96a35dc5-618f-418c-9593-5639a90f1b28

Objective

Have a determistic approach for Interface link bring-up sequence for all interfaces types i.e. below sequence to be followed:

  1. Initialize and enable NPU Tx and Rx path
  2. For system with 'External' PHY: Initialize and enable PHY Tx and Rx on both line and host sides; ensure host side link is up
  3. Then only perform optics data path initialization/activation/Tx enable (for CMIS complaint optical modules) and Tx enable (for SFF complaint optical modules)

Plan

Plan is to follow this high-level work-flow sequence to accomplish the Objective:

  • xcvrd to subscribe to a new field “host_tx_ready” in port table state-DB
  • Orchagent will set the “host_tx_ready” to true/false based on the SET_ADMIN_STATE attribute return status from syncd/gbsyncd. (As part of SET_ADMIN_STATE attribute enable, the NPU Tx is enabled)
  • xcvrd process the “host_tx_ready” value change event and do optics datapath init / de-init using CMIS API
  • Per the discussion and agreement in sonic-chassis workgroup and OCP community, plan is to follow this proposal for all the known interfaces types- 400G/100G/40G/25G/10G. Reason being:
    • CMIS complaint optical modules:- All CMIS complaint optical modules will follow this approach as recommended in the CMIS spec.
    • SFF complaint optical modules:-
      • deterministic approach to bring the interface will eliminate any link stability issue which will be difficult to chase in the production network e.g. If there is a PHY device in between, and this 'deterministic approach' is not followed, PHY may adapt to a bad signal or interface flaps may occur when the optics tx/rx enabled during PHY initialization.
      • there is a possibility of interface link flaps with non-quiescent optical modules <QSFP+/SFP28/SFP+> if this 'deterministic approach' is not followed
      • It helps bring down the optical module laser when interface is adminstiratively shutdown. Per the workflow here, this is acheived by xcvrd listening to host_tx_ready field from PORT_TABLE of STATE_DB. Turning the laser off would reduce the power consumption and avoid any lab hazard
      • Additionally provides uniform workflow (from SONiC NOS) across all interface types with or without module presence.
    • This synchronization will also benefit SFP+ optical modules as they are "plug N play" and may not have quiescent functionality. (xcvrd can use the optional 'soft tx disable' ctrl reg to disable the tx)

Pre-requisite

As mentioned above in 'Background' and 'Plan' sections, need to follow specified bring-up sequence. Work flows are designed considering SONiC NOS operating in sync mode.

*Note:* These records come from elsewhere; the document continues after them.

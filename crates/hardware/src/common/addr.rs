//! Peer memory address type.
//!
//! The peer core exposes a word-addressed memory window reachable over SPI. This module
//! provides:
//! 1. **Type Safety:** A strong type so addresses cannot be mixed up with data words.
//! 2. **Wraparound:** Offsetting that stays inside the 8-bit address space (modulo 256).

use std::fmt;

use serde::{Deserialize, Serialize};

/// A 32-bit payload written to one memory slot of the peer core.
pub type Word = u32;

/// A word-addressed slot in the peer core's memory map (0-255).
///
/// Addresses count words, not bytes: address `1` is the second 32-bit slot.
#[derive(
    Clone, Copy, Debug, Default, PartialEq, Eq, PartialOrd, Ord, Hash, Serialize, Deserialize,
)]
#[serde(transparent)]
pub struct MemAddr(pub u8);

impl MemAddr {
    /// Lowest valid address.
    pub const MIN: Self = Self(0);
    /// Highest valid address.
    pub const MAX: Self = Self(u8::MAX);

    /// Creates a new address from a raw 8-bit value.
    #[inline(always)]
    pub const fn new(addr: u8) -> Self {
        Self(addr)
    }

    /// Returns the raw 8-bit address value.
    #[inline(always)]
    pub const fn val(self) -> u8 {
        self.0
    }

    /// Returns the address `offset` slots after this one, wrapping modulo 256.
    ///
    /// # Arguments
    ///
    /// * `offset` - Number of slots to advance.
    pub const fn offset(self, offset: usize) -> Self {
        Self(self.0.wrapping_add((offset % 256) as u8))
    }

    /// Returns `true` if a run of `len` words starting here crosses address 255.
    pub const fn wraps_with(self, len: usize) -> bool {
        len > 0 && self.0 as usize + len - 1 > u8::MAX as usize
    }
}

impl From<u8> for MemAddr {
    fn from(addr: u8) -> Self {
        Self(addr)
    }
}

impl From<MemAddr> for u8 {
    fn from(addr: MemAddr) -> Self {
        addr.0
    }
}

impl fmt::Display for MemAddr {
    fn fmt(&self, f: &mut fmt::Formatter<'_>) -> fmt::Result {
        write!(f, "{:3}", self.0)
    }
}
//! Program loading.
//!
//! Provides the loader that writes instruction words into peer memory over the transport,
//! the reset sequence, and the canned programs the diagnostics exercise.

pub mod loader;
pub mod programs;

pub use loader::{load_program, parse_program, reset_core, write_word};
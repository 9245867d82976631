//! In-memory replica with injectable faults

#![allow(dead_code)]

use async_trait::async_trait;
use bytes::Bytes;
use hyper::StatusCode;
use multiminio::s3::{HealthProbe, ListObjectsResponse, ObjectInfo, ObjectStore, Result, S3Object, StoreError};
use std::collections::{BTreeMap, HashMap};
use std::sync::atomic::{AtomicUsize, Ordering};
use std::sync::Mutex;

#[derive(Debug, Clone, Copy, PartialEq, Eq)]
pub enum Mode {
    /// Answers normally
    Up,
    /// Refuses connections
    Down,
    /// Never answers
    Hang,
}

pub struct MemoryReplica {
    name: String,
    mode: Mutex<Mode>,
    buckets: Mutex<HashMap<String, BTreeMap<String, Bytes>>>,
    calls: AtomicUsize,
    probes: AtomicUsize,
}

fn s3_error(status: StatusCode, code: &str) -> StoreError {
    StoreError::S3Response {
        status,
        code: code.to_string(),
        message: code.to_string(),
    }
}

impl MemoryReplica {
    pub fn new(name: &str) -> Self {
        Self {
            name: name.to_string(),
            mode: Mutex::new(Mode::Up),
            buckets: Mutex::new(HashMap::new()),
            calls: AtomicUsize::new(0),
            probes: AtomicUsize::new(0),
        }
    }

    pub fn with_mode(self, mode: Mode) -> Self {
        self.set_mode(mode);
        self
    }

    pub fn with_object(self, bucket: &str, key: &str, data: &'static [u8]) -> Self {
        self.buckets
            .lock()
            .unwrap()
            .entry(bucket.to_string())
            .or_default()
            .insert(key.to_string(), Bytes::from_static(data));
        self
    }

    pub fn set_mode(&self, mode: Mode) {
        *self.mode.lock().unwrap() = mode;
    }

    /// Number of storage operations received
    pub fn calls(&self) -> usize {
        self.calls.load(Ordering::SeqCst)
    }

    pub fn probes(&self) -> usize {
        self.probes.load(Ordering::SeqCst)
    }

    async fn reachable(&self) -> Result<()> {
        let mode = *self.mode.lock().unwrap();
        match mode {
            Mode::Up => Ok(()),
            Mode::Down => Err(StoreError::Unavailable(format!("{} refused connection", self.name))),
            Mode::Hang => std::future::pending().await,
        }
    }

    async fn gate(&self) -> Result<()> {
        self.calls.fetch_add(1, Ordering::SeqCst);
        self.reachable().await
    }

    fn with_bucket<T>(
        &self,
        bucket: &str,
        f: impl FnOnce(&mut BTreeMap<String, Bytes>) -> Result<T>,
    ) -> Result<T> {
        let mut buckets = self.buckets.lock().unwrap();
        match buckets.get_mut(bucket) {
            Some(objects) => f(objects),
            None => Err(s3_error(StatusCode::NOT_FOUND, "NoSuchBucket")),
        }
    }
}

#[async_trait]
impl HealthProbe for MemoryReplica {
    fn endpoint(&self) -> &str {
        &self.name
    }

    async fn probe(&self) -> Result<()> {
        self.probes.fetch_add(1, Ordering::SeqCst);
        self.reachable().await
    }
}

#[async_trait]
impl ObjectStore for MemoryReplica {
    async fn get_object(&self, bucket: &str, key: &str) -> Result<Bytes> {
        self.gate().await?;
        self.with_bucket(bucket, |objects| {
            objects
                .get(key)
                .cloned()
                .ok_or_else(|| s3_error(StatusCode::NOT_FOUND, "NoSuchKey"))
        })
    }

    async fn put_object(&self, bucket: &str, key: &str, data: Bytes) -> Result<String> {
        self.gate().await?;
        self.with_bucket(bucket, |objects| {
            let etag = format!("\"{:08x}\"", data.len());
            objects.insert(key.to_string(), data);
            Ok(etag)
        })
    }

    async fn delete_object(&self, bucket: &str, key: &str) -> Result<()> {
        self.gate().await?;
        self.with_bucket(bucket, |objects| {
            objects.remove(key);
            Ok(())
        })
    }

    async fn list_objects(
        &self,
        bucket: &str,
        prefix: Option<&str>,
        _continuation_token: Option<&str>,
    ) -> Result<ListObjectsResponse> {
        self.gate().await?;
        self.with_bucket(bucket, |objects| {
            let mut page = ListObjectsResponse::new();
            page.prefix = prefix.map(str::to_string);
            page.contents = objects
                .iter()
                .filter(|(key, _)| prefix.map_or(true, |p| key.starts_with(p)))
                .map(|(key, data)| S3Object::new(key.clone(), data.len() as u64))
                .collect();
            Ok(page)
        })
    }

    async fn stat_object(&self, bucket: &str, key: &str) -> Result<ObjectInfo> {
        self.gate().await?;
        self.with_bucket(bucket, |objects| {
            objects
                .get(key)
                .map(|data| ObjectInfo::from(&S3Object::new(key.to_string(), data.len() as u64)))
                .ok_or_else(|| s3_error(StatusCode::NOT_FOUND, "NoSuchKey"))
        })
    }

    async fn bucket_exists(&self, bucket: &str) -> Result<bool> {
        self.gate().await?;
        Ok(self.buckets.lock().unwrap().contains_key(bucket))
    }

    async fn make_bucket(&self, bucket: &str) -> Result<()> {
        self.gate().await?;
        let mut buckets = self.buckets.lock().unwrap();
        if buckets.contains_key(bucket) {
            return Err(s3_error(StatusCode::CONFLICT, "BucketAlreadyOwnedByYou"));
        }
        buckets.insert(bucket.to_string(), BTreeMap::new());
        Ok(())
    }

    async fn remove_bucket(&self, bucket: &str) -> Result<()> {
        self.gate().await?;
        let mut buckets = self.buckets.lock().unwrap();
        match buckets.get(bucket) {
            None => Err(s3_error(StatusCode::NOT_FOUND, "NoSuchBucket")),
            Some(objects) if !objects.is_empty() => {
                Err(s3_error(StatusCode::CONFLICT, "BucketNotEmpty"))
            }
            Some(_) => {
                buckets.remove(bucket);
                Ok(())
            }
        }
    }
}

In case SONiC NOS operates in async mode, then expected behavior is - the return status of the set ADMIN_STATE attribute update in ASIC-DB (syncd/GBsyncd) will be treated to set the host_tx_ready in Orchagent.

Breakout Handling

  • The new 'host_tx_ready' field of Port table in state-DB is created for every interface <regular/breakout interface>.
  • Xcvrd processes the 'host_tx_ready' change event and is responsible to disable Tx/laser for all optical lanes or respective optical lane that belongs to the interface in case of breakout.
  • Currently the logical mapping between the interface and optical lane is not present in xcvrd. Creating this logical mapping in xcvrd will address breakout interface handling.

Proposed Work-Flows

Please refer to the flow/sequence diagrams which covers the following required use-cases

  • Enabling this feature
  • Transceiver initialization
  • admin enable configurations
  • admin disable configurations
  • No transceiver present

Feature enablement

This feature (optics Interface Link bring-up sequence) would be enabled on per platform basis. There could be cases where vendor(s)/platform(s) may take time to shift from existing codebase to the model (work-flows) described in this document. In order to avoid any breakage and ensure gradual migration of different platforms/vendors to this model, will add this new workflow to enable/disable this feature:

In order to enable this feature, the platform would set ‘skip_xcvrd_cmis_mgr’ to ‘false’ in their respective pmon_daemon_control.json as part of platform bootstrap. When xcvrd would spawn on that hwsku (LC/board), it would parse ‘skip_xcvrd_cmis_mgr’ and if found 'false', it would launch CMIS task manager. This implies enabling this feature.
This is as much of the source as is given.